U.S.- South Africa Strategic Dialogue
On December 14, 2010 in Washington, D.C., Secretary of State Clinton and South Africa’s Minister of International Relations and Cooperation Maite Nkoana-Mashabane met for the first time under the auspices of the U.S.-South Africa Strategic Dialogue, created in April 2010. The two governments signed a President’s Emergency Plan for AIDS Relief Partnership Framework on December 14.
In addition, a series of working-level bilateral meetings took place December 9-10 on law enforcement, trade, transportation, human rights, health, and agriculture, followed by out-briefs of goals and accomplishments on December 13. New areas of cooperation were identified during those discussions and progress on those issues will be pursued by the individual working groups.

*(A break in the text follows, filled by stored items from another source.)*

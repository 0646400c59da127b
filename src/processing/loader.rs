//! Document loading: extension dispatch, text extraction, and chunking.

use super::chunking::chunk_pages;
use super::types::{Chunk, LoaderError, PageText};
use async_trait::async_trait;
use std::path::Path;

/// Supported source formats, selected by file extension.
#[derive(Debug, Clone, Copy, PartialEq, Eq)]
pub enum DocumentKind {
    /// Paginated PDF; text is extracted per page.
    Pdf,
    /// Plain text (`.txt`).
    Text,
    /// Markdown (`.md`), loaded verbatim.
    Markdown,
}

impl DocumentKind {
    /// Classify `path` by its (case-insensitive) extension.
    pub fn from_path(path: &Path) -> Result<Self, LoaderError> {
        let extension = path
            .extension()
            .and_then(|ext| ext.to_str())
            .map(str::to_lowercase)
            .unwrap_or_default();
        match extension.as_str() {
            "pdf" => Ok(Self::Pdf),
            "txt" => Ok(Self::Text),
            "md" => Ok(Self::Markdown),
            _ => Err(LoaderError::UnsupportedFileType(format!(".{extension}"))),
        }
    }
}

/// Turns a file on disk into retrieval chunks.
#[async_trait]
pub trait DocumentLoader: Send + Sync {
    /// Load `path` and split it into chunks.
    async fn load_and_chunk(&self, path: &Path) -> Result<Vec<Chunk>, LoaderError>;
}

/// Filesystem loader backed by `pdf-extract` and the character chunker.
#[derive(Debug, Clone)]
pub struct FileLoader {
    chunk_size: usize,
    chunk_overlap: usize,
}

impl FileLoader {
    /// Build a loader that chunks at `chunk_size` characters with `chunk_overlap` overlap.
    pub fn new(chunk_size: usize, chunk_overlap: usize) -> Self {
        Self {
            chunk_size,
            chunk_overlap,
        }
    }
}

impl Default for FileLoader {
    fn default() -> Self {
        Self::new(
            super::chunking::DEFAULT_CHUNK_SIZE,
            super::chunking::DEFAULT_CHUNK_OVERLAP,
        )
    }
}

#[async_trait]
impl DocumentLoader for FileLoader {
    async fn load_and_chunk(&self, path: &Path) -> Result<Vec<Chunk>, LoaderError> {
        let pages = load_document(path).await?;
        let source = path.display().to_string();
        let chunks = chunk_pages(&pages, &source, self.chunk_size, self.chunk_overlap)?;
        tracing::info!(
            path = %source,
            pages = pages.len(),
            chunks = chunks.len(),
            "Loaded and chunked document"
        );
        Ok(chunks)
    }
}

/// Read `path` into page texts according to its extension.
pub async fn load_document(path: &Path) -> Result<Vec<PageText>, LoaderError> {
    let kind = DocumentKind::from_path(path)?;
    let display = path.display().to_string();
    let bytes = tokio::fs::read(path)
        .await
        .map_err(|source| LoaderError::Io {
            path: display.clone(),
            source,
        })?;

    match kind {
        DocumentKind::Pdf => {
            let pages = tokio::task::spawn_blocking(move || {
                pdf_extract::extract_text_from_mem_by_pages(&bytes)
            })
            .await
            .map_err(|error| LoaderError::Pdf {
                path: display.clone(),
                message: format!("extraction task failed: {error}"),
            })?
            .map_err(|error| LoaderError::Pdf {
                path: display.clone(),
                message: error.to_string(),
            })?;
            Ok(pages
                .into_iter()
                .enumerate()
                .map(|(idx, text)| PageText {
                    page: Some(idx + 1),
                    text,
                })
                .collect())
        }
        DocumentKind::Text | DocumentKind::Markdown => {
            let text = String::from_utf8(bytes).map_err(|_| LoaderError::Encoding { path: display })?;
            Ok(vec![PageText { page: None, text }])
        }
    }
}
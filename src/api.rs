//! HTTP surface for docchat.
//!
//! - `POST /upload` – Multipart upload (field `file`) of a PDF. Stores and indexes it, then
//!   returns `{"session_id", "message"}`.
//! - `POST /chat` – Form fields `session_id` and `query`; returns `{"answer"}` grounded in the
//!   uploaded document.
//! - `GET /metrics` – Upload, chat, and sweep counters plus the live session count.
//! - `GET /commands` – Machine-readable command catalog for quick discovery by tools/hosts.
//!
//! Failures are JSON `{"error": "<message>"}` with 400 for rejected uploads, 404 for unknown
//! sessions, and 500 otherwise.

use crate::metrics::MetricsSnapshot;
use crate::service::{DocumentApi, ServiceError};
use axum::{
    Form, Json, Router,
    extract::{DefaultBodyLimit, Multipart, State},
    http::StatusCode,
    response::{IntoResponse, Response},
    routing::{get, post},
};
use serde::{Deserialize, Serialize};
use serde_json::json;
use std::sync::Arc;

const UPLOAD_SUCCESS_MESSAGE: &str = "PDF uploaded and indexed successfully.";

/// Build the HTTP router. Request bodies are capped at `max_upload_bytes`.
pub fn create_router<S>(service: Arc<S>, max_upload_bytes: usize) -> Router
where
    S: DocumentApi + 'static,
{
    Router::new()
        .route("/upload", post(upload_document::<S>))
        .route("/chat", post(chat::<S>))
        .route("/metrics", get(get_metrics::<S>))
        .route("/commands", get(get_commands))
        .layer(DefaultBodyLimit::max(max_upload_bytes))
        .with_state(service)
}

/// Success response for `POST /upload`.
#[derive(Serialize)]
struct UploadResponse {
    session_id: String,
    message: &'static str,
}

/// Store and index the uploaded PDF, opening a new session.
async fn upload_document<S>(
    State(service): State<Arc<S>>,
    mut multipart: Multipart,
) -> Result<Json<UploadResponse>, AppError>
where
    S: DocumentApi,
{
    let (file_name, bytes) = extract_file(&mut multipart).await?;
    let outcome = service.upload(&file_name, &bytes).await?;
    tracing::info!(
        session_id = %outcome.session_id,
        chunks = outcome.chunk_count,
        "Upload request completed"
    );
    Ok(Json(UploadResponse {
        session_id: outcome.session_id,
        message: UPLOAD_SUCCESS_MESSAGE,
    }))
}

async fn extract_file(multipart: &mut Multipart) -> Result<(String, Vec<u8>), AppError> {
    while let Some(field) = multipart
        .next_field()
        .await
        .map_err(|error| AppError::BadRequest(error.to_string()))?
    {
        if field.name() == Some("file") {
            let file_name = field.file_name().unwrap_or_default().to_string();
            let bytes = field
                .bytes()
                .await
                .map_err(|error| AppError::BadRequest(error.to_string()))?;
            return Ok((file_name, bytes.to_vec()));
        }
    }
    Err(AppError::BadRequest("Missing file field.".into()))
}

/// Form body for `POST /chat`.
#[derive(Deserialize)]
struct ChatRequest {
    session_id: String,
    query: String,
}

/// Success response for `POST /chat`.
#[derive(Serialize)]
struct ChatResponse {
    answer: String,
}

/// Answer a question against a session's document.
async fn chat<S>(
    State(service): State<Arc<S>>,
    Form(request): Form<ChatRequest>,
) -> Result<Json<ChatResponse>, AppError>
where
    S: DocumentApi,
{
    let outcome = service.chat(&request.session_id, &request.query).await?;
    Ok(Json(ChatResponse {
        answer: outcome.answer,
    }))
}

async fn get_metrics<S>(State(service): State<Arc<S>>) -> Json<MetricsSnapshot>
where
    S: DocumentApi,
{
    Json(service.metrics_snapshot().await)
}

/// Descriptor for a single command in the discovery catalog.
#[derive(Serialize)]
struct CommandDescriptor {
    name: &'static str,
    method: &'static str,
    path: &'static str,
    content_type: &'static str,
    description: &'static str,
}

/// Response body for `GET /commands`.
#[derive(Serialize)]
struct CommandsResponse {
    commands: Vec<CommandDescriptor>,
}

/// Enumerate supported HTTP commands.
async fn get_commands() -> Json<CommandsResponse> {
    Json(CommandsResponse {
        commands: vec![
            CommandDescriptor {
                name: "upload",
                method: "POST",
                path: "/upload",
                content_type: "multipart/form-data",
                description: "Upload a PDF in the `file` field. Returns { \"session_id\": string, \"message\": string }.",
            },
            CommandDescriptor {
                name: "chat",
                method: "POST",
                path: "/chat",
                content_type: "application/x-www-form-urlencoded",
                description: "Ask a question with `session_id` and `query`. Returns { \"answer\": string }.",
            },
            CommandDescriptor {
                name: "metrics",
                method: "GET",
                path: "/metrics",
                content_type: "application/json",
                description: "Return upload, chat, and sweep counters.",
            },
        ],
    })
}

enum AppError {
    BadRequest(String),
    Service(ServiceError),
}

impl IntoResponse for AppError {
    fn into_response(self) -> Response {
        let (status, message) = match self {
            AppError::BadRequest(message) => (StatusCode::BAD_REQUEST, message),
            AppError::Service(error) => {
                let status = match &error {
                    ServiceError::UnsupportedUpload => StatusCode::BAD_REQUEST,
                    ServiceError::SessionNotFound(_) => StatusCode::NOT_FOUND,
                    _ => {
                        tracing::error!(error = %error, "Request failed");
                        StatusCode::INTERNAL_SERVER_ERROR
                    }
                };
                (status, error.to_string())
            }
        };
        (status, Json(json!({ "error": message }))).into_response()
    }
}

impl From<ServiceError> for AppError {
    fn from(inner: ServiceError) -> Self {
        Self::Service(inner)
    }
}
use docchat::{api, config, logging, service::DocumentService};
use std::sync::Arc;
use tokio::net::TcpListener;

#[tokio::main]
async fn main() {
    config::init_config();
    logging::init_tracing();
    let config = config::get_config();

    let service = DocumentService::new(config).expect("Failed to initialize document service");
    service
        .layout()
        .ensure_dirs()
        .await
        .expect("Failed to create data directories");
    let sweeper = service.sweeper().spawn();
    let app = api::create_router(Arc::new(service), config.max_upload_bytes);

    let (listener, port) = bind_listener().await.expect("Failed to bind listener");
    tracing::info!("Listening on http://0.0.0.0:{}", port);
    if let Err(error) = axum::serve(listener, app)
        .with_graceful_shutdown(shutdown_signal())
        .await
    {
        tracing::error!(error = %error, "Server error");
    }

    sweeper.shutdown().await;
    tracing::info!("Shutdown complete");
}

async fn shutdown_signal() {
    if let Err(error) = tokio::signal::ctrl_c().await {
        tracing::error!(error = %error, "Failed to listen for shutdown signal");
        std::future::pending::<()>().await;
    }
    tracing::info!("Shutdown signal received");
}

async fn bind_listener() -> Result<(TcpListener, u16), std::io::Error> {
    use std::net::Ipv4Addr;

    let config = config::get_config();
    if let Some(port) = config.server_port {
        return TcpListener::bind((Ipv4Addr::UNSPECIFIED, port))
            .await
            .map(|listener| (listener, port));
    }

    const PORT_RANGE: std::ops::RangeInclusive<u16> = 8000..=8099;
    for port in PORT_RANGE {
        match TcpListener::bind((Ipv4Addr::UNSPECIFIED, port)).await {
            Ok(listener) => {
                tracing::debug!(port, "Bound server port");
                return Ok((listener, port));
            }
            Err(err) if err.kind() == std::io::ErrorKind::AddrInUse => {
                tracing::debug!(port, "Port already in use; trying next");
                continue;
            }
            Err(err) => return Err(err),
        }
    }

    Err(std::io::Error::new(
        std::io::ErrorKind::AddrNotAvailable,
        "No available port found in range 8000-8099",
    ))
}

Since the formation of the U.S.-South Africa Dialogue the following goals have already been met:
The PEPFAR Partnership Framework outlines a shared five-year vision for PEPFAR, in which the U.S. moves from providing emergency service delivery to building capacity and advising, and in which South Africa continues to be empowered with the resources and information it needs to combat this devastating disease. The U.S. Food and Drug Administration and CDC’s Global Disease Detection program also forged new links with their South African counterparts.
In September 2010, the U.S. and South African Department of Defence signed an agreement to extend cooperation on Project Phidisa, a groundbreaking clinical research collaboration among the South African Department of Defence and Military Veterans, the U.S. Department of Defense, and the U.S. National Institutes of Health. Also in September, Cape Town hosted the 2010 African Aerospace and Defense Show, which brought together military officials and defense industry representatives from both countries. An agreement for greater cooperation signed by the leading defense industrial associations of South Africa and the United States showcased the important defense and economic links between our countries.
In October, the S.A. Department of Energy hosted an investors conference in support of a 5000-megawatt solar park in the Northern Cape, which, when completed, may be the largest such project in the world. The solar park project has been driven by a unique public-private process involving the South African government, American private companies, and the Clinton Climate Initiative, which funded and completed a prefeasibility study for the project. The solar project underscores our increasingly close collaboration on the critical challenges facing the world with respect to climate change and renewable resource development.
United States-South African cooperation was instrumental in helping produce a consensus way forward among Nuclear Non-Proliferation Treaty (NPT) Parties at the May 2010 Review Conference.
- With support from the U.S. Department of Energy, NTP Radioisotopes, Ltd. - a subsidiary of the Nuclear Energy Corporation of South Africa (Necsa) - delivered the first patient use approved shipment of the medical isotope Mo-99 using low enriched uranium (LEU) fuel and targets to the United States on December 6, 2010. As a result, Necsa has become the world's first supplier of large-scale LEU-based Mo-99 to the global market. Mo-99 is a crucial radioisotope that is used in approximately 80 percent of all nuclear medicine diagnostic procedures and in roughly 50,000 diagnostic and therapeutic nuclear medicine procedures performed every day in the United States. Mo-99’s primary uses include the detection of disease, including heart disease and cancer, and to study organ structure and function. This effort was part of a $25 million award to Necsa from DOE/NNSA to support highly enriched uranium (HEU) minimization and the conversion of the Necsa/NTP process from the use of HEU to LEU targets. In addition to meeting public health needs, this collaboration also helped advance the communiqué agreed to by 47 world leaders at the 2010 Nuclear Security Summit, which calls for participating states, as appropriate, to collaborate to research and develop new technologies that require neither HEU fuels for reactor operation nor HEU targets for producing medical or other isotopes, and encouraged the use of LEU and other proliferation-resistant technologies and fuels in various commercial applications such as isotope production.